Well, despite some optimistic tea-leaf reading earlier in the day about turnout, the voters of Georgia have returned Republican Saxby Chambliss to the Senate in today’s run-off election, defeating challenger Jim Martin by a wide margin.
Disappointing, but I guess even in a remarkable year, you really can’t win them all.
This race will of course be analyzed six ways to Sunday, and the GOP in particular will try to claim they won it thanks to their promise of a Senate “firewall” against a “liberal agenda”… but I’m hesitant to attach much credence to that proposition. Voters this year (outside of Georgia, at least) clearly seem to want a change in course in Washington, and a Congress that can sidestep gridlock and get things done; nothing has happened in the last four weeks to change that prevailing sentiment.
I think the most logical thing here is to chalk the result up to traditional political dynamics: low turnout in a runoff, which always gives an advantage to the incumbent. (The three House special elections in Illinois, Louisiana, and Mississippi earlier this year that swung to the Dems might superficially seem to defy that rule, but it’s worth remembering that none of those races had an incumbent.)

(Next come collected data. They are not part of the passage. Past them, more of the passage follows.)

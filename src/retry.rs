//! Retry coordination: re-running a block until an attempt is fully healthy.
//!
//! Each attempt records into its own fresh log, handed to the block as an
//! explicit [`Attempt`] parameter. The outer log is untouched until the
//! final merge, so every exit path — including the block panicking — leaves
//! it intact.

use crate::context::Context;
use crate::error::VerdictError;
use crate::log::Log;
use crate::record::Record;

/// The scoped recorder for one retry attempt.
///
/// Shares the outer log's retention policy and the test's attribution
/// context; its assertions accumulate separately until the attempt is
/// judged.
pub struct Attempt<'c> {
    log: Log,
    context: &'c Context,
}

impl<'c> Attempt<'c> {
    fn new(only_failures: bool, context: &'c Context) -> Self {
        Self {
            log: Log::new(only_failures),
            context,
        }
    }
}

impl Record for Attempt<'_> {
    fn active_log(&mut self) -> &mut Log {
        &mut self.log
    }

    fn context(&self) -> &Context {
        self.context
    }
}

/// Run `action` up to `attempts` times, stopping at the first fully healthy
/// attempt, then replay the last executed attempt's retained entries into
/// `outer`.
///
/// Intermediate failing attempts are discarded entirely; only the final
/// judgment reaches the outer log. When even the final attempt fails, its
/// failing entries surface there and the test fails as usual.
///
/// Fewer than two attempts is an invalid-usage error, returned before the
/// block ever runs.
pub(crate) fn run<F>(
    outer: &mut Log,
    context: &Context,
    attempts: usize,
    mut action: F,
) -> Result<(), VerdictError>
where
    F: FnMut(&mut Attempt),
{
    if attempts < 2 {
        return Err(VerdictError::InvalidAttempts(attempts));
    }

    let mut last = None;
    for _ in 0..attempts {
        let mut attempt = Attempt::new(outer.only_failures(), context);
        action(&mut attempt);

        let healthy = attempt.log.is_healthy();
        last = Some(attempt.log);
        if healthy {
            break;
        }
    }

    if let Some(log) = last {
        for assertion in log.into_entries() {
            outer.add(assertion);
        }
    }

    Ok(())
}

#[cfg(test)]
mod tests {
    use super::*;

    fn context() -> Context {
        Context::new("no::such::module").unwrap()
    }

    #[test]
    fn test_fewer_than_two_attempts_is_rejected_before_running() {
        let ctx = context();

        for attempts in [0, 1] {
            let mut outer = Log::new(false);
            let mut executions = 0;
            let result = run(&mut outer, &ctx, attempts, |_| executions += 1);

            assert!(matches!(result, Err(VerdictError::InvalidAttempts(n)) if n == attempts));
            assert_eq!(executions, 0);
            assert_eq!(outer.count(), 0);
        }
    }

    #[test]
    fn test_success_on_later_attempt_leaves_outer_healthy() {
        let ctx = context();
        let mut outer = Log::new(false);
        let mut actual = 0;

        run(&mut outer, &ctx, 3, |attempt| {
            actual += 1;
            attempt.are_equal(&3, &actual);
        })
        .unwrap();

        assert_eq!(actual, 3);
        assert!(outer.is_healthy());
        assert_eq!(outer.failures(), 0);
        // Only the healthy final attempt's record merged.
        assert_eq!(outer.count(), 1);
    }

    #[test]
    fn test_first_attempt_success_stops_early() {
        let ctx = context();
        let mut outer = Log::new(false);
        let mut executions = 0;

        run(&mut outer, &ctx, 5, |attempt| {
            executions += 1;
            attempt.is_true(true);
        })
        .unwrap();

        assert_eq!(executions, 1);
        assert!(outer.is_healthy());
    }

    #[test]
    fn test_exhaustion_merges_only_the_final_attempt() {
        let ctx = context();
        let mut outer = Log::new(false);

        run(&mut outer, &ctx, 3, |attempt| {
            attempt.are_equal(&1, &2);
            attempt.is_true(true);
        })
        .unwrap();

        // Three attempts ran, but the outer log gains exactly one attempt's
        // worth of entries.
        assert_eq!(outer.count(), 2);
        assert_eq!(outer.failures(), 1);
        assert!(!outer.is_healthy());
    }

    #[test]
    fn test_attempts_inherit_the_outer_retention_policy() {
        let ctx = context();
        let mut outer = Log::new(true);

        run(&mut outer, &ctx, 2, |attempt| {
            attempt.is_true(true);
            attempt.are_equal(&1, &2);
        })
        .unwrap();

        // The attempt dropped its passed entry, so only the failure replays.
        assert_eq!(outer.count(), 1);
        assert_eq!(outer.failures(), 1);
        assert_eq!(outer.retained(), 1);
    }

    #[test]
    fn test_outer_entries_survive_a_retry() {
        let ctx = context();
        let mut outer = Log::new(false);
        outer.add(crate::assertion::Assertion::are_equal(&1, &1, &ctx));

        run(&mut outer, &ctx, 2, |attempt| {
            attempt.is_true(true);
        })
        .unwrap();

        assert_eq!(outer.count(), 2);
        assert!(outer.is_healthy());
    }
}
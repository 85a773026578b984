//! Machine-readable summaries of a finished log.

use serde::Serialize;

use crate::log::Log;

/// A serializable snapshot of one test's record.
#[derive(Debug, Clone, Serialize)]
pub struct Report {
    /// Total assertions evaluated.
    pub assertions: usize,
    /// Assertions that passed.
    pub passed: usize,
    /// Assertions that failed.
    pub failed: usize,
    /// Whether the log held zero failures.
    pub healthy: bool,
    /// The retained entries, in insertion order.
    pub entries: Vec<ReportEntry>,
}

/// One retained assertion in a report.
#[derive(Debug, Clone, Serialize)]
pub struct ReportEntry {
    /// The logical operation name.
    pub name: String,
    /// The outcome.
    pub passed: bool,
    /// The outcome-specific explanation.
    pub message: String,
    /// Attributed source file, failed assertions only.
    #[serde(skip_serializing_if = "Option::is_none")]
    pub file: Option<String>,
    /// Attributed source line, failed assertions only.
    #[serde(skip_serializing_if = "Option::is_none")]
    pub line: Option<u32>,
}

impl Report {
    /// Snapshot a log.
    pub fn from_log(log: &Log) -> Self {
        let entries = log
            .iter()
            .map(|assertion| ReportEntry {
                name: assertion.name().to_string(),
                passed: assertion.is_passing(),
                message: assertion.message().to_string(),
                file: assertion.location().map(|location| location.file.clone()),
                line: assertion.location().map(|location| location.line),
            })
            .collect();

        Self {
            assertions: log.count(),
            passed: log.count() - log.failures(),
            failed: log.failures(),
            healthy: log.is_healthy(),
            entries,
        }
    }

    /// Serialize as pretty-printed JSON.
    pub fn to_json(&self) -> serde_json::Result<String> {
        serde_json::to_string_pretty(self)
    }
}

impl From<&Log> for Report {
    fn from(log: &Log) -> Self {
        Self::from_log(log)
    }
}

On the bright side, while the ongoing recount in Minnesota remains a nail-biter, there are several developments that bode well for Al Franken against Norm Coleman. As Nate Silver explains, once you take into account today’s numbers, and the way challenged ballots and absentee ballots will be handled, it’s even closer than official reports might lead you to believe—just a handful of votes apart, well within reach. It’ll be several more days before we have any kind of even semi-conclusive result there, though.
Even if the Minnesota seat falls into the “D” column, though, that would make only 59—short of the magically delicious filibuster-proof 60. However, we shouldn’t write the possibility off just yet. As I’ve suggested before, I wouldn’t bet against back-channel talks between the Democratic Senate leadership and notoriously moderate Republicans Olympia Snowe and/or Susan Collins, trying to entice one or both of them to jump ship.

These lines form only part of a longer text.